「売上を上げればいい」という単純な思考

清水:そういう最適化の考え方ってどんなビジネスモデルのサイトでもあてはまると思いますよ。売上がやみくもに上がればいいってわけではなくて、あんまり上げすぎると次の月が大変になるんですよね。
押久保:ええ、まさにうちのサイトもそうなんです(笑)。去年、一生懸命がんばったけど、今年さらに2倍がんばれみたいに。
清水:目標に対してうまいことピタっと合わせられる、コントロールできるようにするというのが大事。上げすぎず、下げすぎない。増えすぎたら逆に減らす。
小川:大事なのは調整弁なんですよね。いざというときにきゅっと増やせる、きゅっと減らせるリソースを持っているかどうか。

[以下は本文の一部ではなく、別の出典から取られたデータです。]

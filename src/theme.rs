use crate::error::{RenderError, RenderResult};
use crate::ir::StyleOverride;
use serde::{Deserialize, Serialize};
use std::collections::BTreeMap;

#[derive(Debug, Clone, PartialEq, Serialize, Deserialize)]
pub struct ShapeStyle {
    pub stroke: String,
    pub stroke_width: f64,
    pub fill: String,
    pub opacity: f64,
}

impl ShapeStyle {
    pub fn new(stroke: &str, stroke_width: f64, fill: &str, opacity: f64) -> Self {
        Self {
            stroke: stroke.to_string(),
            stroke_width,
            fill: fill.to_string(),
            opacity,
        }
    }
}

#[derive(Debug, Clone, PartialEq, Serialize, Deserialize)]
pub struct LabelTheme {
    pub font_family: String,
    pub font_size: f64,
    pub font_weight: String,
    pub background: String,
    pub corner_radius: f64,
    /// Estimated advance per character; there is no real text measurement.
    pub char_width: f64,
    pub padding: f64,
    pub box_height: f64,
    /// Distance from the text anchor up to the top of the background box.
    pub baseline_offset: f64,
}

impl Default for LabelTheme {
    fn default() -> Self {
        Self {
            font_family: "Inter, Arial, sans-serif".to_string(),
            font_size: 16.0,
            font_weight: "600".to_string(),
            background: "rgba(0,0,0,0.7)".to_string(),
            corner_radius: 4.0,
            char_width: 8.0,
            padding: 16.0,
            box_height: 28.0,
            baseline_offset: 18.0,
        }
    }
}

/// Font for bare text such as figure captions.
#[derive(Debug, Clone, PartialEq, Serialize, Deserialize)]
pub struct TextTheme {
    pub font_family: String,
    pub font_size: f64,
}

impl Default for TextTheme {
    fn default() -> Self {
        Self {
            font_family: "Arial".to_string(),
            font_size: 14.0,
        }
    }
}

#[derive(Debug, Clone, PartialEq, Serialize, Deserialize)]
pub struct Theme {
    pub styles: BTreeMap<String, ShapeStyle>,
    pub label: LabelTheme,
    pub text: TextTheme,
}

impl Theme {
    /// Built-in palette of the curriculum design system.
    pub fn design_system() -> Self {
        let mut styles = BTreeMap::new();
        styles.insert(
            "circles".to_string(),
            ShapeStyle::new("#D4AF37", 3.0, "none", 0.9),
        );
        styles.insert(
            "lines".to_string(),
            ShapeStyle::new("#E8C872", 2.0, "none", 0.85),
        );
        styles.insert(
            "squares".to_string(),
            ShapeStyle::new("#4A90D9", 3.0, "rgba(74,144,217,0.1)", 0.9),
        );
        styles.insert(
            "polygons".to_string(),
            ShapeStyle::new("#C0392B", 3.0, "rgba(192,57,43,0.1)", 0.9),
        );
        styles.insert(
            "arrows".to_string(),
            ShapeStyle::new("#FFFFFF", 3.0, "none", 1.0),
        );
        styles.insert(
            "labels".to_string(),
            ShapeStyle::new("none", 0.0, "#FFFFFF", 1.0),
        );
        styles.insert("text".to_string(), ShapeStyle::new("none", 0.0, "#333", 1.0));
        Self {
            styles,
            label: LabelTheme::default(),
            text: TextTheme::default(),
        }
    }

    pub fn resolve_style(
        &self,
        category: &str,
        style_override: &StyleOverride,
    ) -> RenderResult<ShapeStyle> {
        let Some(base) = self.styles.get(category) else {
            return complete_override(category, style_override);
        };
        Ok(ShapeStyle {
            stroke: style_override
                .stroke
                .clone()
                .unwrap_or_else(|| base.stroke.clone()),
            stroke_width: style_override.stroke_width.unwrap_or(base.stroke_width),
            fill: style_override
                .fill
                .clone()
                .unwrap_or_else(|| base.fill.clone()),
            opacity: style_override.opacity.unwrap_or(base.opacity),
        })
    }
}

impl Default for Theme {
    fn default() -> Self {
        Self::design_system()
    }
}

fn complete_override(category: &str, style_override: &StyleOverride) -> RenderResult<ShapeStyle> {
    match style_override {
        StyleOverride {
            stroke: Some(stroke),
            stroke_width: Some(stroke_width),
            fill: Some(fill),
            opacity: Some(opacity),
        } => Ok(ShapeStyle {
            stroke: stroke.clone(),
            stroke_width: *stroke_width,
            fill: fill.clone(),
            opacity: *opacity,
        }),
        _ => Err(RenderError::UnknownShapeCategory {
            category: category.to_string(),
        }),
    }
}

#[cfg(test)]
mod tests {
    use super::*;

    #[test]
    fn full_override_wins_over_defaults() {
        let theme = Theme::design_system();
        let style = StyleOverride::full("#123456", 7.0, "#abcdef", 0.25);
        let resolved = theme.resolve_style("circles", &style).unwrap();
        assert_eq!(resolved, ShapeStyle::new("#123456", 7.0, "#abcdef", 0.25));
    }

    #[test]
    fn partial_override_keeps_remaining_defaults() {
        let theme = Theme::design_system();
        let style = StyleOverride {
            stroke: Some("red".to_string()),
            ..StyleOverride::default()
        };
        let resolved = theme.resolve_style("squares", &style).unwrap();
        let default = &theme.styles["squares"];
        assert_eq!(resolved.stroke, "red");
        assert_eq!(resolved.stroke_width, default.stroke_width);
        assert_eq!(resolved.fill, default.fill);
        assert_eq!(resolved.opacity, default.opacity);
    }

    #[test]
    fn bare_text_defaults_to_dark_fill() {
        let theme = Theme::design_system();
        let resolved = theme.resolve_style("text", &StyleOverride::default()).unwrap();
        assert_eq!(resolved.fill, "#333");
        assert_eq!(theme.text.font_family, "Arial");
        assert_eq!(theme.text.font_size, 14.0);
    }

    #[test]
    fn absent_override_equals_default() {
        let theme = Theme::design_system();
        let resolved = theme
            .resolve_style("lines", &StyleOverride::default())
            .unwrap();
        assert_eq!(&resolved, &theme.styles["lines"]);
    }

    #[test]
    fn unknown_category_requires_complete_override() {
        let theme = Theme::design_system();
        let err = theme
            .resolve_style("hexagrams", &StyleOverride::default())
            .unwrap_err();
        assert_eq!(
            err,
            RenderError::UnknownShapeCategory {
                category: "hexagrams".to_string()
            }
        );

        let partial = StyleOverride {
            stroke: Some("red".to_string()),
            fill: Some("none".to_string()),
            ..StyleOverride::default()
        };
        assert!(theme.resolve_style("hexagrams", &partial).is_err());

        let full = StyleOverride::full("red", 1.0, "none", 1.0);
        assert!(theme.resolve_style("hexagrams", &full).is_ok());
    }
}
use crate::config::{Config, load_config};
use crate::figures::catalog;
use crate::layout_dump::write_layout_dump;
use crate::parser::{parse_lesson, parse_overlay};
use crate::render::{render_document, write_output_png, write_output_svg};
use anyhow::Result;
use clap::{Parser, Subcommand, ValueEnum};
use std::io::{self, Read};
use std::path::{Path, PathBuf};

#[derive(Parser, Debug)]
#[command(name = "gor", version, about = "Geometry overlay renderer for curriculum artifacts")]
pub struct Args {
    /// Design-system JSON with the overlay style table
    #[arg(short = 'c', long = "configFile", global = true)]
    pub config: Option<PathBuf>,

    #[command(subcommand)]
    pub command: Command,
}

#[derive(Subcommand, Debug)]
pub enum Command {
    /// Render a single overlay JSON document
    Render {
        /// Overlay file (.json) or '-' for stdin
        #[arg(short = 'i', long = "input")]
        input: Option<PathBuf>,

        /// Output file (svg/png). Defaults to stdout for SVG if omitted.
        #[arg(short = 'o', long = "output")]
        output: Option<PathBuf>,

        #[arg(short = 'e', long = "outputFormat", value_enum, default_value = "svg")]
        output_format: OutputFormat,

        /// Canvas width when the overlay does not set one
        #[arg(short = 'w', long = "width")]
        width: Option<u32>,

        /// Canvas height when the overlay does not set one
        #[arg(short = 'H', long = "height")]
        height: Option<u32>,
    },
    /// Render every overlay of a lesson record into a directory
    Lesson {
        #[arg(short = 'i', long = "input")]
        input: PathBuf,

        #[arg(short = 'o', long = "output")]
        output: PathBuf,

        /// Keep going after an overlay fails to render
        #[arg(long = "keepGoing")]
        keep_going: bool,
    },
    /// Write the curriculum figure catalog
    Figures {
        #[arg(short = 'o', long = "output", default_value = "svg_outputs")]
        output: PathBuf,
    },
    /// Dump resolved pixel geometry of an overlay as JSON
    Dump {
        #[arg(short = 'i', long = "input")]
        input: Option<PathBuf>,

        #[arg(short = 'o', long = "output")]
        output: PathBuf,
    },
}

#[derive(ValueEnum, Debug, Clone, Copy)]
pub enum OutputFormat {
    Svg,
    Png,
}

pub fn run() -> Result<()> {
    env_logger::Builder::from_env(env_logger::Env::default().default_filter_or("info")).init();
    let args = Args::parse();
    let config = load_config(args.config.as_deref())?;

    match args.command {
        Command::Render {
            input,
            output,
            output_format,
            width,
            height,
        } => {
            let mut config = config;
            if let Some(width) = width {
                config.canvas.width = width;
            }
            if let Some(height) = height {
                config.canvas.height = height;
            }
            run_render(&config, input.as_deref(), output.as_deref(), output_format)
        }
        Command::Lesson {
            input,
            output,
            keep_going,
        } => run_lesson(&config, &input, &output, keep_going),
        Command::Figures { output } => run_figures(&config, &output),
        Command::Dump { input, output } => {
            let overlay = parse_overlay(&read_input(input.as_deref())?)?;
            let document = overlay.document(&config.canvas)?;
            write_layout_dump(&output, &document, &config.theme)?;
            log::info!("Wrote layout dump: {}", output.display());
            Ok(())
        }
    }
}

fn run_render(
    config: &Config,
    input: Option<&Path>,
    output: Option<&Path>,
    format: OutputFormat,
) -> Result<()> {
    let overlay = parse_overlay(&read_input(input)?)?;
    let document = overlay.document(&config.canvas)?;
    let svg = render_document(&document, &config.theme)?;
    match format {
        OutputFormat::Svg => write_output_svg(&svg, output),
        OutputFormat::Png => {
            let output = output
                .ok_or_else(|| anyhow::anyhow!("Output path required for png output"))?;
            write_output_png(&svg, output, &config.render)
        }
    }
}

fn run_lesson(config: &Config, input: &Path, output: &Path, keep_going: bool) -> Result<()> {
    let lesson = parse_lesson(&std::fs::read_to_string(input)?)?;
    std::fs::create_dir_all(output)?;
    let mut failures = 0usize;
    let mut written = 0usize;
    for overlay in lesson.documents(&config.canvas)? {
        match render_document(&overlay.document, &config.theme) {
            Ok(svg) => {
                write_output_svg(&svg, Some(&output.join(&overlay.file_name)))?;
                written += 1;
                log::info!("Generated overlay: {}", overlay.file_name);
            }
            Err(err) if keep_going => {
                failures += 1;
                log::warn!("Skipped overlay {}: {err}", overlay.file_name);
            }
            Err(err) => {
                return Err(anyhow::anyhow!("{}: {err}", overlay.file_name));
            }
        }
    }
    log::info!(
        "Lesson {}: {written} overlays written, {failures} skipped",
        lesson.lesson_id
    );
    if failures > 0 {
        return Err(anyhow::anyhow!("{failures} overlays failed to render"));
    }
    Ok(())
}

fn run_figures(config: &Config, output: &Path) -> Result<()> {
    let figures = catalog()?;
    log::info!("Generating {} SVG files...", figures.len());
    for figure in &figures {
        let svg = render_document(&figure.document, &config.theme)?;
        write_output_svg(&svg, Some(&output.join(figure.path)))?;
        log::info!("Created: {} (grade {})", figure.path, figure.grade);
    }
    log::info!("All {} figures written to {}", figures.len(), output.display());
    Ok(())
}

fn read_input(path: Option<&Path>) -> Result<String> {
    if let Some(path) = path {
        if path != Path::new("-") {
            return Ok(std::fs::read_to_string(path)?);
        }
    }
    let mut buf = String::new();
    io::stdin().read_to_string(&mut buf)?;
    Ok(buf)
}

清水:売上のゴールを分解して、何が効いてこの結果に至っているのか、どこを上げたらもう少し上げられるのかという因果関係をすばやく理解して、迅速にアクションを起こせるようにすることが大事ですよね。
小川:そのスピード感ていうのが難しいところなんです。分析と施策が密接に連携しているケースって少ないですし、分析ばかりやっていると、なかなか施策につながらない。結果、タイムラグがあり、素早さが失われてしまいます。
ユーザーの入口から出口までがわかりやすく可視化された図みたいのがあって、偉い人が「増やしたいな」と思って画面上でコストなどの条件を入れると、リアルタイムで施策が実施され、実際に該当ステップでの流入や遷移が増えたら「おお、流れた流れた」みたいなのがあればいいですよね。(一同爆笑)
清水:それ究極の経営ダッシュボードですよね。でも不可能ではないですよ。
予測分析は、本当にビジネスで使えるのか
小川:分析と施策を突き詰めていくと、大事になるのは予測の精度の話になると思うんです。売上が足りないんだとしたら、早い段階で気づいたほうがいい。このままだと厳しいという見立てが立てられるのであれば、それって必要なんだろうなと。
清水:現状把握と予測。両方必要ですよね。
小川:予測分析はこの1、2年くらい、これからという感じがしますね。
清水:eMetricsと同時開催されたイベントのひとつに「Predictive Analytics World」というがあったので出てみたら、あまりに難しすぎてよくわからなかった(笑)。
小川:我々も予測分析には取り組んでいて、少しずつ成果が出始めているのですが、一方で課題も感じています。

というのは、分析する人がいて、リスティングとかバナーとか施策をする人がいるわけです。分析の結果、「リスティングは来月これくらい予算使ってください」というのが出る。それを分析担当者は上司に「こういうふうに来月はちょっと減らしますよ」と説明します。そうすると「なんで?」って聞かれるわけです。「よくわからないけど、こういう計算結果が出たから」と言っても「なにそれ」ってなる。
だから、分析担当者も正しく理解して伝える必要があるし、施策担当者もその内容を理解して、なおかつ納得しないといけない。自分が今まで算出してきた手法と比較して「より信頼できる」と思ってもらうことですね。でも精度を上げようとすると、仕組みが複雑になり、理解の難易度も上がってしまうという問題も。
清水:それか、もう完全な理解はあきらめて、信頼されることですよね。実績つくって。
小川:でも、そうすると難しいのは、この人(分析担当者)いらなくなるんですよね。役割が減っちゃうので。
清水:そういうもんだと思いますよ。プロセスとルールを固めるために一時的に人が手と頭を使うだけ。勝手に回り続ける仕組みをつくるのが究極のゴール。